There is continuity in Run Lola Run. All of the characters' costumes and minor movements are consistent. There is disjunctive editing and it interacts with the continuity in a way that makes it complementary. When Lola is reliving some moments, there are discrepancies which are consistent with minor changes in the character's actions (like ripples in a pool outwardly affecting the rest of the water).

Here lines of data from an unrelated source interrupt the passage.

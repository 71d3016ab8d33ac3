use crate::infra::AppState;
use axum::http::{header, StatusCode};
use axum::response::IntoResponse;
use axum::Extension;
use axum::Json;
use listing_price::serving::{prediction_router, PredictionService};
use serde_json::json;
use std::sync::Arc;

pub(crate) fn with_prediction_routes(service: Arc<PredictionService>) -> axum::Router {
    prediction_router(service)
        .route("/", axum::routing::get(welcome))
        .route("/health", axum::routing::get(healthcheck))
        .route("/ready", axum::routing::get(readiness_endpoint))
        .route("/metrics", axum::routing::get(metrics_endpoint))
}

pub(crate) async fn welcome() -> Json<serde_json::Value> {
    Json(json!({ "message": "Berlin listing price prediction API" }))
}

pub(crate) async fn healthcheck() -> Json<serde_json::Value> {
    Json(json!({ "status": "ok" }))
}

pub(crate) async fn readiness_endpoint(Extension(state): Extension<AppState>) -> impl IntoResponse {
    let ready = state.readiness.load(std::sync::atomic::Ordering::Relaxed);
    let status = if ready {
        StatusCode::OK
    } else {
        StatusCode::SERVICE_UNAVAILABLE
    };

    let payload = if ready {
        json!({ "status": "ready" })
    } else {
        json!({ "status": "initializing" })
    };

    (status, Json(payload))
}

pub(crate) async fn metrics_endpoint(Extension(state): Extension<AppState>) -> impl IntoResponse {
    (
        StatusCode::OK,
        [(header::CONTENT_TYPE, "text/plain; version=0.0.4")],
        state.metrics.render(),
    )
}
use std::sync::Arc;

use super::common::*;
use crate::serving::listing::FeatureValue;
use crate::serving::service::{project, PredictionError};

#[test]
fn projection_follows_manifest_order_not_declaration_order() {
    let order = [
        "availability_365",
        "neighbourhood",
        "accommodates",
        "room_type",
    ];
    let feature_order: Vec<String> = order.iter().map(|f| f.to_string()).collect();

    let frame = project(&[mitte()], &feature_order).expect("projection succeeds");

    assert_eq!(frame.columns(), feature_order.as_slice());
    assert_eq!(
        frame.rows()[0],
        vec![
            FeatureValue::Numeric(120.0),
            FeatureValue::Categorical("Mitte".to_string()),
            FeatureValue::Numeric(2.0),
            FeatureValue::Categorical("Entire home/apt".to_string()),
        ]
    );
}

#[test]
fn projection_drops_columns_the_manifest_does_not_list() {
    let feature_order = vec!["bedrooms".to_string()];
    let frame = project(&[mitte(), kreuzberg()], &feature_order).expect("projection succeeds");

    assert_eq!(frame.len(), 2);
    assert_eq!(frame.rows()[0], vec![FeatureValue::Numeric(1.0)]);
    assert_eq!(frame.rows()[1], vec![FeatureValue::Numeric(2.0)]);
}

#[test]
fn projection_refuses_to_guess_missing_features() {
    let feature_order = vec!["room_type".to_string(), "host_since".to_string()];
    let err = project(&[mitte()], &feature_order).expect_err("unknown feature");
    assert!(matches!(err, PredictionError::MissingFeature(name) if name == "host_since"));
}

#[test]
fn stub_model_sees_reordered_columns() {
    let order = [
        "reviews_per_month",
        "room_type",
        "bathrooms_num",
        "neighbourhood",
        "minimum_nights",
        "accommodates",
        "availability_365",
        "number_of_reviews",
        "bedrooms",
    ];
    let model = Arc::new(StubModel::returning(&[99.0]).expecting_columns(&order));
    let service = service_with(model.clone(), manifest(&order));

    let price = service.predict(&mitte()).expect("prediction succeeds");

    assert_eq!(price, 99.0);
    assert_eq!(model.calls(), 1);
    let frame = model.last_frame().expect("model saw a frame");
    assert_eq!(frame.rows()[0][0], FeatureValue::Numeric(0.3));
    assert_eq!(
        frame.rows()[0][3],
        FeatureValue::Categorical("Mitte".to_string())
    );
}
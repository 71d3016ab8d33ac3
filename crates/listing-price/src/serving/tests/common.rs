use std::sync::atomic::{AtomicUsize, Ordering};
use std::sync::{Arc, Mutex};

use axum::response::Response;
use serde_json::Value;

use crate::serving::listing::{ListingRecord, LISTING_COLUMNS};
use crate::serving::manifest::{FeatureManifest, ServingContext};
use crate::serving::model::{FeatureFrame, ModelError, PriceModel};
use crate::serving::service::PredictionService;

pub(super) fn mitte() -> ListingRecord {
    ListingRecord {
        room_type: "Entire home/apt".to_string(),
        neighbourhood: "Mitte".to_string(),
        accommodates: 2,
        bedrooms: 1.0,
        bathrooms_num: 1.0,
        minimum_nights: 2,
        number_of_reviews: 10,
        reviews_per_month: 0.3,
        availability_365: 120,
    }
}

pub(super) fn kreuzberg() -> ListingRecord {
    ListingRecord {
        neighbourhood: "Kreuzberg".to_string(),
        accommodates: 4,
        bedrooms: 2.0,
        ..mitte()
    }
}

pub(super) fn mitte_json() -> Value {
    serde_json::json!({
        "room_type": "Entire home/apt",
        "neighbourhood": "Mitte",
        "accommodates": 2,
        "bedrooms": 1,
        "bathrooms_num": 1.0,
        "minimum_nights": 2,
        "number_of_reviews": 10,
        "reviews_per_month": 0.3,
        "availability_365": 120
    })
}

pub(super) fn manifest(features: &[&str]) -> FeatureManifest {
    FeatureManifest {
        features: features.iter().map(|f| f.to_string()).collect(),
        target: "price".to_string(),
        metrics: None,
        created: None,
    }
}

pub(super) fn training_manifest() -> FeatureManifest {
    manifest(&LISTING_COLUMNS)
}

/// Returns canned predictions and remembers every frame it was given.
#[derive(Default)]
pub(super) struct StubModel {
    outputs: Vec<f64>,
    calls: AtomicUsize,
    frames: Mutex<Vec<FeatureFrame>>,
    expected_columns: Option<Vec<String>>,
}

impl StubModel {
    pub(super) fn returning(outputs: &[f64]) -> Self {
        Self {
            outputs: outputs.to_vec(),
            ..Self::default()
        }
    }

    /// Fails the call unless the frame columns match `columns` exactly.
    pub(super) fn expecting_columns(mut self, columns: &[&str]) -> Self {
        self.expected_columns = Some(columns.iter().map(|c| c.to_string()).collect());
        self
    }

    pub(super) fn calls(&self) -> usize {
        self.calls.load(Ordering::SeqCst)
    }

    pub(super) fn last_frame(&self) -> Option<FeatureFrame> {
        self.frames.lock().expect("frame mutex poisoned").last().cloned()
    }
}

impl PriceModel for StubModel {
    fn predict(&self, frame: &FeatureFrame) -> Result<Vec<f64>, ModelError> {
        self.calls.fetch_add(1, Ordering::SeqCst);
        self.frames
            .lock()
            .expect("frame mutex poisoned")
            .push(frame.clone());

        if let Some(expected) = &self.expected_columns {
            assert_eq!(frame.columns(), expected.as_slice(), "column order drifted");
        }

        Ok(self.outputs.iter().copied().take(frame.len()).collect())
    }
}

pub(super) struct FailingModel;

impl PriceModel for FailingModel {
    fn predict(&self, _frame: &FeatureFrame) -> Result<Vec<f64>, ModelError> {
        Err(ModelError::Invalid("tree ensemble corrupted".to_string()))
    }
}

pub(super) fn service_with<M>(model: Arc<M>, manifest: FeatureManifest) -> PredictionService
where
    M: PriceModel + 'static,
{
    let context = ServingContext::new(model, manifest, "models/stub.model.json");
    PredictionService::new(Arc::new(context))
}

pub(super) async fn read_json_body(response: Response) -> Value {
    let bytes = axum::body::to_bytes(response.into_body(), usize::MAX)
        .await
        .expect("body readable");
    serde_json::from_slice(&bytes).expect("json body")
}
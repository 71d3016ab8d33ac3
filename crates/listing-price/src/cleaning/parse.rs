/// Parses a scraped price such as `€1.234,56`, `$1,234.00` or `1,234` into
/// euros. Returns `None` when nothing numeric is left.
pub fn to_euro(raw: &str) -> Option<f64> {
    let cleaned: String = raw
        .chars()
        .filter(|ch| !matches!(ch, '\u{a0}' | '€' | '$'))
        .collect();
    let cleaned = cleaned.trim();

    let normalised = match (cleaned.rfind(','), cleaned.rfind('.')) {
        // Both separators present: whichever comes last is the decimal mark.
        (Some(comma), Some(dot)) if comma > dot => cleaned.replace('.', "").replace(',', "."),
        (Some(_), Some(_)) => cleaned.replace(',', ""),
        (Some(_), None) => cleaned.replace(',', ""),
        (None, Some(dot)) if cleaned.len() - dot - 1 == 3 => cleaned.replace('.', ""),
        _ => cleaned.to_string(),
    };

    normalised.parse::<f64>().ok().filter(|value| value.is_finite())
}

/// Parses a bathroom description such as `1.5 baths`, `1,5` or `Half-bath`.
pub fn simple_bath(raw: &str) -> Option<f64> {
    let lowered = raw.to_lowercase().replace(',', ".");
    if lowered.contains("half") && !lowered.chars().any(|ch| ch.is_ascii_digit()) {
        return Some(0.5);
    }

    let number: String = lowered
        .chars()
        .skip_while(|ch| !(ch.is_ascii_digit() || *ch == '.'))
        .take_while(|ch| ch.is_ascii_digit() || *ch == '.')
        .collect();

    if number.is_empty() {
        return None;
    }
    number.parse::<f64>().ok()
}

#[cfg(test)]
mod tests {
    use super::*;

    #[test]
    fn euro_amounts_in_local_formats() {
        assert_eq!(to_euro("€1.234,56"), Some(1234.56));
        assert_eq!(to_euro("1,234"), Some(1234.0));
        assert_eq!(to_euro("999"), Some(999.0));
        assert_eq!(to_euro("1.234"), Some(1234.0));
        assert_eq!(to_euro("$1,234.50"), Some(1234.5));
        assert_eq!(to_euro("\u{a0}€ 85.00"), Some(85.0));
    }

    #[test]
    fn unparsable_prices_are_none() {
        assert_eq!(to_euro("on request"), None);
        assert_eq!(to_euro(""), None);
        assert_eq!(to_euro("inf"), None);
    }

    #[test]
    fn bathroom_descriptions() {
        assert_eq!(simple_bath("1.5 baths"), Some(1.5));
        assert_eq!(simple_bath("1,5"), Some(1.5));
        assert_eq!(simple_bath("half bath"), Some(0.5));
        assert_eq!(simple_bath("Shared half-bath"), Some(0.5));
        assert_eq!(simple_bath("2 shared baths"), Some(2.0));
        assert_eq!(simple_bath("bath"), None);
    }
}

Cutting is used to extend my perspective in both of these films because it removes the audience from the story even more than a movie usually does. In some ways, both of the films sort of refused to share the whole stories, but Run Lola Run also shared intimate flash forwards of seemingly unimportant characters, and that's a privilege which the audience is never given. It may be sending mixed messages about the relationship between the film and the audience, but then again, being unsettled during a movie is hardly detrimental.

I think that's what this whole lack of continuity thing is about. If the audience is being kept on their toes and they're really thinking about the movie; and then they're actually investing more mental and emotional energy in the movie. Therefore, there's more reaction to certain events, and THAT'S entertainment.